## Work required
Where does the string "DayResult" appear in the records? Copy every line that contains it.

## Data shown

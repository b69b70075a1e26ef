//! End-to-end backfill runs against a fake warehouse and an in-memory
//! snapshot store.

use backfill::{BackfillConfig, BackfillRunner, DayOutcome};
use chrono::NaiveDate;
use integration_tests::fakes::{tool_row, FakeWarehouse};
use std::sync::Arc;
use store::SnapshotStore;

fn d(s: &str) -> NaiveDate {
    s.parse().unwrap()
}

fn open_store() -> Arc<SnapshotStore> {
    let store = Arc::new(SnapshotStore::open_in_memory().unwrap());
    store.initialize().unwrap();
    store
}

fn runner(fake: FakeWarehouse, store: Arc<SnapshotStore>) -> BackfillRunner {
    BackfillRunner::new(Arc::new(fake), store, BackfillConfig::default())
}

#[tokio::test]
async fn attempts_every_day_in_range() {
    let store = open_store();
    let report = runner(FakeWarehouse::new(), store.clone())
        .run(d("2024-01-01"), d("2024-01-05"))
        .await
        .unwrap();

    assert_eq!(report.attempted(), 5);
    assert_eq!(report.empty(), 5);
    assert!(report.is_clean());
    assert_eq!(store.count().unwrap(), 0);
}

#[tokio::test]
async fn single_day_range_attempts_one_day() {
    let fake = FakeWarehouse::new().with_day(d("2024-03-01"), vec![tool_row("a[bot]", 4, 2.0)], 200);
    let store = open_store();

    let report = runner(fake, store.clone())
        .run(d("2024-03-01"), d("2024-03-01"))
        .await
        .unwrap();

    assert_eq!(report.attempted(), 1);
    assert_eq!(report.completed(), 1);
    assert_eq!(store.count().unwrap(), 1);
}

#[tokio::test]
async fn inverted_range_is_rejected_before_any_work() {
    let store = open_store();
    let result = runner(FakeWarehouse::new(), store)
        .run(d("2024-01-05"), d("2024-01-01"))
        .await;
    assert!(result.is_err());
}

#[tokio::test]
async fn failure_on_one_day_does_not_abort_the_range() {
    let days = ["2024-01-01", "2024-01-02", "2024-01-03", "2024-01-04", "2024-01-05"];
    let mut fake = FakeWarehouse::new();
    for day in days {
        fake = fake.with_day(d(day), vec![tool_row("renovate[bot]", 10, 1.0)], 1000);
    }
    let fake = fake.fail_on(d("2024-01-02"));
    let store = open_store();

    let report = runner(fake, store.clone())
        .run(d("2024-01-01"), d("2024-01-05"))
        .await
        .unwrap();

    assert_eq!(report.attempted(), 5);
    assert_eq!(report.completed(), 4);
    assert_eq!(report.failed(), 1);
    assert!(matches!(
        report.days[1].outcome,
        DayOutcome::Failed { .. }
    ));

    // Snapshots exist for every day except the failed one.
    let snapshots = store.query_range(d("2024-01-01"), d("2024-01-05")).unwrap();
    let mut stored_days: Vec<String> = snapshots.iter().map(|s| s.date.to_string()).collect();
    stored_days.sort();
    assert_eq!(
        stored_days,
        vec!["2024-01-01", "2024-01-03", "2024-01-04", "2024-01-05"]
    );
}

#[tokio::test]
async fn zero_row_day_skips_denominator_and_writes_nothing() {
    // Denominator is scripted, but the breakdown returns no rows, so the
    // runner must never ask for it.
    let fake = FakeWarehouse::new().with_day(d("2024-02-01"), vec![], 9999);
    let store = open_store();

    let report = runner(fake, store.clone())
        .run(d("2024-02-01"), d("2024-02-01"))
        .await
        .unwrap();

    assert_eq!(report.attempted(), 1);
    assert_eq!(report.empty(), 1);
    assert!(report.is_clean());
    assert_eq!(store.count().unwrap(), 0);
}

#[tokio::test]
async fn denominator_query_only_runs_for_days_with_rows() {
    let fake = Arc::new(
        FakeWarehouse::new()
            .with_day(d("2024-02-01"), vec![], 9999)
            .with_day(d("2024-02-02"), vec![tool_row("a[bot]", 1, 0.1)], 500),
    );
    let store = open_store();
    let runner = BackfillRunner::new(fake.clone(), store, BackfillConfig::default());

    runner.run(d("2024-02-01"), d("2024-02-02")).await.unwrap();

    let queries = fake.executed_queries();
    // Day 1: breakdown only. Day 2: breakdown + denominator.
    assert_eq!(queries.len(), 3);
    assert_eq!(
        queries
            .iter()
            .filter(|q| q.contains("total_active_repos"))
            .count(),
        1
    );
}

#[tokio::test]
async fn rerunning_a_day_overwrites_rather_than_duplicates() {
    let store = open_store();
    let day = d("2024-04-01");

    let first = FakeWarehouse::new().with_day(day, vec![tool_row("x[bot]", 10, 1.0)], 100);
    runner(first, store.clone()).run(day, day).await.unwrap();

    let second = FakeWarehouse::new().with_day(day, vec![tool_row("x[bot]", 12, 1.2)], 110);
    runner(second, store.clone()).run(day, day).await.unwrap();

    let snapshots = store.query_range(day, day).unwrap();
    assert_eq!(snapshots.len(), 1);
    assert_eq!(snapshots[0].repo_count, 12);
    assert_eq!(snapshots[0].total_active_repos, 110);
}

#[tokio::test]
async fn all_tool_rows_of_a_day_share_the_denominator() {
    let day = d("2024-05-01");
    let fake = FakeWarehouse::new().with_day(
        day,
        vec![
            tool_row("a[bot]", 30, 6.0),
            tool_row("b[bot]", 20, 4.0),
            tool_row("c[bot]", 10, 2.0),
        ],
        500,
    );
    let store = open_store();

    runner(fake, store.clone()).run(day, day).await.unwrap();

    let snapshots = store.query_range(day, day).unwrap();
    assert_eq!(snapshots.len(), 3);
    assert!(snapshots.iter().all(|s| s.total_active_repos == 500));
}

#[tokio::test]
async fn missing_denominator_rows_store_zero() {
    // Breakdown has rows but the denominator query returns zero rows: the
    // denominator degrades to 0 instead of failing the day.
    let day = d("2024-06-01");
    let fake = FakeWarehouse::new().with_breakdown_only(day, vec![tool_row("a[bot]", 3, 0.0)]);
    let store = open_store();

    runner(fake, store.clone()).run(day, day).await.unwrap();

    let snapshots = store.query_range(day, day).unwrap();
    assert_eq!(snapshots.len(), 1);
    assert_eq!(snapshots[0].total_active_repos, 0);
}
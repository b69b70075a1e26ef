//! Warehouse client configuration.

use board_core::{Error, Result};
use serde::{Deserialize, Serialize};

/// Warehouse client configuration.
///
/// The URL has no usable default: it identifies the event warehouse the
/// pipeline bills queries against, so a missing value is a fatal
/// configuration error rather than something to guess at.
#[derive(Debug, Clone, Serialize, Deserialize)]
pub struct WarehouseConfig {
    /// Warehouse HTTP URL
    #[serde(default)]
    pub url: String,
    /// Database holding the event archive
    #[serde(default = "default_database")]
    pub database: String,
    /// Username (optional)
    pub username: Option<String>,
    /// Password (optional)
    pub password: Option<String>,
    /// HTTP transport timeout in seconds. Analytical queries over the full
    /// event archive routinely run for minutes.
    #[serde(default = "default_timeout_secs")]
    pub timeout_secs: u64,
}

fn default_database() -> String {
    "gharchive".to_string()
}

fn default_timeout_secs() -> u64 {
    600
}

impl Default for WarehouseConfig {
    fn default() -> Self {
        Self {
            url: String::new(),
            database: default_database(),
            username: None,
            password: None,
            timeout_secs: default_timeout_secs(),
        }
    }
}

impl WarehouseConfig {
    pub fn validate(&self) -> Result<()> {
        if self.url.trim().is_empty() {
            return Err(Error::config(
                "warehouse URL is required (set BOTBOARD_WAREHOUSE_URL)",
            ));
        }
        Ok(())
    }
}
//! Warehouse access for the botboard pipeline: named-placeholder query
//! templates, the client boundary, and the two queries every snapshot day
//! is built from.

pub mod client;
pub mod config;
pub mod queries;
pub mod row;
pub mod template;

pub use client::{ClickHouseWarehouse, Warehouse};
pub use config::WarehouseConfig;
pub use queries::{
    active_repo_count_query, fetch_active_repo_count, fetch_tool_breakdown,
    tool_breakdown_query, ToolUsage, DEFAULT_LOOKBACK_DAYS,
};
pub use row::{Value, WarehouseRow};
pub use template::QueryTemplate;
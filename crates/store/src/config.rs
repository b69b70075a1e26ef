//! Snapshot store configuration.

use serde::{Deserialize, Serialize};
use std::path::PathBuf;

/// Snapshot store configuration.
#[derive(Debug, Clone, Serialize, Deserialize)]
pub struct StoreConfig {
    /// Path to the SQLite database file
    #[serde(default = "default_path")]
    pub path: PathBuf,
}

fn default_path() -> PathBuf {
    PathBuf::from("botboard.db")
}

impl Default for StoreConfig {
    fn default() -> Self {
        Self {
            path: default_path(),
        }
    }
}
//! Core types for the botboard pipeline: the snapshot record, calendar
//! helpers, and the unified error type shared by every crate.

pub mod dates;
pub mod error;
pub mod snapshot;

pub use dates::{days_inclusive, parse_date, to_unix_seconds, window_start, DATE_FORMAT};
pub use error::{Error, Result};
pub use snapshot::Snapshot;
//! Shared pieces of the botboard binaries: configuration loading and the
//! backfill CLI argument grammar.

pub mod cli;
pub mod config;
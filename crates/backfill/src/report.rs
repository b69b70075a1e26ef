//! Per-day outcomes of a backfill run.

use chrono::NaiveDate;

/// What happened to a single day of the range.
#[derive(Debug, Clone, PartialEq)]
pub enum DayOutcome {
    /// Snapshots were written for this day.
    Completed { snapshots: usize },
    /// The breakdown query returned zero rows; nothing was written.
    Empty,
    /// The day failed; the run continued with the next day.
    Failed { error: String },
}

/// One day and its outcome.
#[derive(Debug, Clone, PartialEq)]
pub struct DayResult {
    pub day: NaiveDate,
    pub outcome: DayOutcome,
}

/// Outcome report of a whole run, one entry per attempted day.
#[derive(Debug, Clone, Default)]
pub struct BackfillReport {
    pub days: Vec<DayResult>,
}

impl BackfillReport {
    pub fn attempted(&self) -> usize {
        self.days.len()
    }

    pub fn completed(&self) -> usize {
        self.days
            .iter()
            .filter(|d| matches!(d.outcome, DayOutcome::Completed { .. }))
            .count()
    }

    pub fn empty(&self) -> usize {
        self.days
            .iter()
            .filter(|d| d.outcome == DayOutcome::Empty)
            .count()
    }

    pub fn failed(&self) -> usize {
        self.days
            .iter()
            .filter(|d| matches!(d.outcome, DayOutcome::Failed { .. }))
            .count()
    }

    /// True when no day failed (empty days are still clean).
    pub fn is_clean(&self) -> bool {
        self.failed() == 0
    }
}
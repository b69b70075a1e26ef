//! The backfill runner: a fold over the date range with per-day failure
//! isolation.

use crate::report::{BackfillReport, DayOutcome, DayResult};
use board_core::{dates, Result, Snapshot};
use chrono::NaiveDate;
use serde::{Deserialize, Serialize};
use std::sync::Arc;
use store::SnapshotStore;
use tracing::{error, info};
use warehouse::{
    fetch_active_repo_count, fetch_tool_breakdown, Warehouse, DEFAULT_LOOKBACK_DAYS,
};

/// Backfill configuration.
#[derive(Debug, Clone, Serialize, Deserialize)]
pub struct BackfillConfig {
    /// Trailing days included when computing "active" status
    #[serde(default = "default_lookback_days")]
    pub lookback_days: u32,
    /// Location/region tag forwarded to the warehouse with every query
    #[serde(default = "default_location")]
    pub location: String,
}

fn default_lookback_days() -> u32 {
    DEFAULT_LOOKBACK_DAYS
}

fn default_location() -> String {
    "US".to_string()
}

impl Default for BackfillConfig {
    fn default() -> Self {
        Self {
            lookback_days: default_lookback_days(),
            location: default_location(),
        }
    }
}

/// Recomputes snapshots for a date range, one day at a time.
///
/// The warehouse and store are injected so tests can substitute fakes.
/// Days run strictly sequentially: the two queries behind a day must agree
/// on the lookback window, and the warehouse bills per query, so nothing
/// here runs concurrently.
pub struct BackfillRunner {
    warehouse: Arc<dyn Warehouse>,
    store: Arc<SnapshotStore>,
    config: BackfillConfig,
}

impl BackfillRunner {
    pub fn new(
        warehouse: Arc<dyn Warehouse>,
        store: Arc<SnapshotStore>,
        config: BackfillConfig,
    ) -> Self {
        Self {
            warehouse,
            store,
            config,
        }
    }

    /// Run the backfill for every day from `start` to `end` inclusive.
    ///
    /// A failing day is logged and recorded in the report; it never aborts
    /// the rest of the range. The only error this returns is an inverted
    /// range, which is rejected before any work begins.
    pub async fn run(&self, start: NaiveDate, end: NaiveDate) -> Result<BackfillReport> {
        let days = dates::days_inclusive(start, end)?;

        info!(
            start = %start,
            end = %end,
            lookback_days = self.config.lookback_days,
            "Starting backfill"
        );

        let mut report = BackfillReport::default();
        for day in days {
            let outcome = match self.run_day(day).await {
                Ok(outcome) => outcome,
                Err(e) => {
                    error!(day = %day, error = %e, "Backfill day failed");
                    DayOutcome::Failed {
                        error: e.to_string(),
                    }
                }
            };

            match &outcome {
                DayOutcome::Completed { snapshots } => {
                    info!(day = %day, snapshots = snapshots, "Completed day");
                }
                DayOutcome::Empty => {
                    info!(day = %day, "No data returned for day, skipping");
                }
                DayOutcome::Failed { .. } => {}
            }

            report.days.push(DayResult { day, outcome });
        }

        info!(
            attempted = report.attempted(),
            completed = report.completed(),
            empty = report.empty(),
            failed = report.failed(),
            "Backfill completed"
        );

        Ok(report)
    }

    /// Process one day: breakdown query, denominator query, snapshot upserts.
    async fn run_day(&self, day: NaiveDate) -> Result<DayOutcome> {
        let usage = fetch_tool_breakdown(
            self.warehouse.as_ref(),
            &self.config.location,
            day,
            self.config.lookback_days,
        )
        .await?;

        if usage.is_empty() {
            return Ok(DayOutcome::Empty);
        }

        // Same window as the breakdown query, so every tool row of this day
        // shares one denominator.
        let window_start = dates::window_start(day, self.config.lookback_days);
        let total_active_repos = fetch_active_repo_count(
            self.warehouse.as_ref(),
            &self.config.location,
            window_start,
            day,
        )
        .await?;

        let mut written = 0;
        for tool in usage {
            let snapshot = Snapshot {
                date: day,
                tool: tool.tool,
                repo_count: tool.repo_count,
                pct_of_active_repos: tool.pct_of_active_repos,
                total_active_repos,
            };
            self.store.upsert(&snapshot)?;
            written += 1;
        }

        Ok(DayOutcome::Completed { snapshots: written })
    }
}
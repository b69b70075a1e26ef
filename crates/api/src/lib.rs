//! Read API for botboard: serves the stored snapshot series to the chart
//! front end.

pub mod routes;
pub mod series;
pub mod state;

pub use routes::router;
pub use series::LeaderboardSeries;
pub use state::AppState;
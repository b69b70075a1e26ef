//! Botboard backfill binary.
//!
//! Recomputes review-bot adoption snapshots for a date range: per day, one
//! templated breakdown query and one denominator query against the event
//! warehouse, then idempotent upserts into the snapshot store. A failing
//! day is logged and skipped; only configuration or template errors change
//! the exit code.

use std::sync::Arc;

use anyhow::{Context, Result};
use chrono::Utc;
use tracing::{info, warn};

use backfill::BackfillRunner;
use botboard::{cli, config::load_config};
use store::SnapshotStore;
use warehouse::ClickHouseWarehouse;

#[tokio::main]
async fn main() -> Result<()> {
    // Load .env file if present
    dotenvy::dotenv().ok();

    // Initialize tracing
    telemetry::init_tracing_from_env();

    info!("Starting botboard backfill v{}", env!("CARGO_PKG_VERSION"));

    let args: Vec<String> = std::env::args().skip(1).collect();
    let today = Utc::now().date_naive();
    let (start, end) = match cli::parse_range(&args, today) {
        Ok(range) => range,
        Err(message) => {
            eprintln!("{}", message);
            std::process::exit(1);
        }
    };

    // Fatal before any work: unreadable config or missing warehouse URL.
    let config = load_config()?;

    let warehouse = Arc::new(
        ClickHouseWarehouse::new(config.warehouse.clone())
            .context("Failed to create warehouse client")?,
    );

    let store = Arc::new(SnapshotStore::open(&config.store)?);
    store.initialize()?;
    info!("Snapshot store initialized");

    let runner = BackfillRunner::new(warehouse, store, config.backfill.clone());
    let report = runner.run(start, end).await?;

    if !report.is_clean() {
        // Per-day failures were already logged with their days; they do not
        // change the exit code.
        warn!(
            failed = report.failed(),
            attempted = report.attempted(),
            "Backfill finished with failed days; rerun those days individually"
        );
    }

    Ok(())
}
//! Unified error types for the botboard pipeline.
//!
//! The taxonomy mirrors how errors are handled:
//! - `Config` and the template errors are fatal at startup.
//! - `Warehouse`, `Store`, and `MissingColumn` are per-day errors that the
//!   backfill runner recovers from.

use thiserror::Error;

/// Result type alias using our Error type.
pub type Result<T> = std::result::Result<T, Error>;

/// Unified error type for the botboard pipeline.
#[derive(Debug, Error)]
pub enum Error {
    /// Missing or invalid configuration. Fatal before any work begins.
    #[error("configuration error: {0}")]
    Config(String),

    /// A named placeholder was not found in a query template. Raised at
    /// construction time, before any warehouse call.
    #[error("template placeholder not found: {{{0}}}")]
    MissingPlaceholder(String),

    /// Placeholders remained unresolved after rendering a template.
    #[error("template has unresolved placeholders: {0}")]
    UnresolvedPlaceholders(String),

    /// Warehouse query execution failed. Distinct from a zero-row result,
    /// which is a valid `Ok(vec![])`.
    #[error("warehouse error: {0}")]
    Warehouse(String),

    /// Snapshot store read or write failed.
    #[error("store error: {0}")]
    Store(String),

    /// A result row lacked an expected column or held an unusable value.
    #[error("missing or invalid column in result row: {0}")]
    MissingColumn(String),

    /// Backfill was invoked with an end date before the start date.
    #[error("invalid date range: {0}")]
    InvalidDateRange(String),

    #[error("serialization error: {0}")]
    Serialization(#[from] serde_json::Error),
}

impl Error {
    pub fn config(msg: impl Into<String>) -> Self {
        Self::Config(msg.into())
    }

    pub fn warehouse(msg: impl Into<String>) -> Self {
        Self::Warehouse(msg.into())
    }

    pub fn store(msg: impl Into<String>) -> Self {
        Self::Store(msg.into())
    }

    pub fn missing_column(column: impl Into<String>) -> Self {
        Self::MissingColumn(column.into())
    }

    pub fn invalid_date_range(msg: impl Into<String>) -> Self {
        Self::InvalidDateRange(msg.into())
    }

    /// Whether this error is fatal at startup rather than recoverable
    /// within a backfill run.
    pub fn is_fatal(&self) -> bool {
        matches!(
            self,
            Self::Config(_) | Self::MissingPlaceholder(_) | Self::UnresolvedPlaceholders(_)
        )
    }
}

## The answer
pub struct DayResult {
    pub days: Vec<DayResult>,
use crate::report::{BackfillReport, DayOutcome, DayResult};
            report.days.push(DayResult { day, outcome });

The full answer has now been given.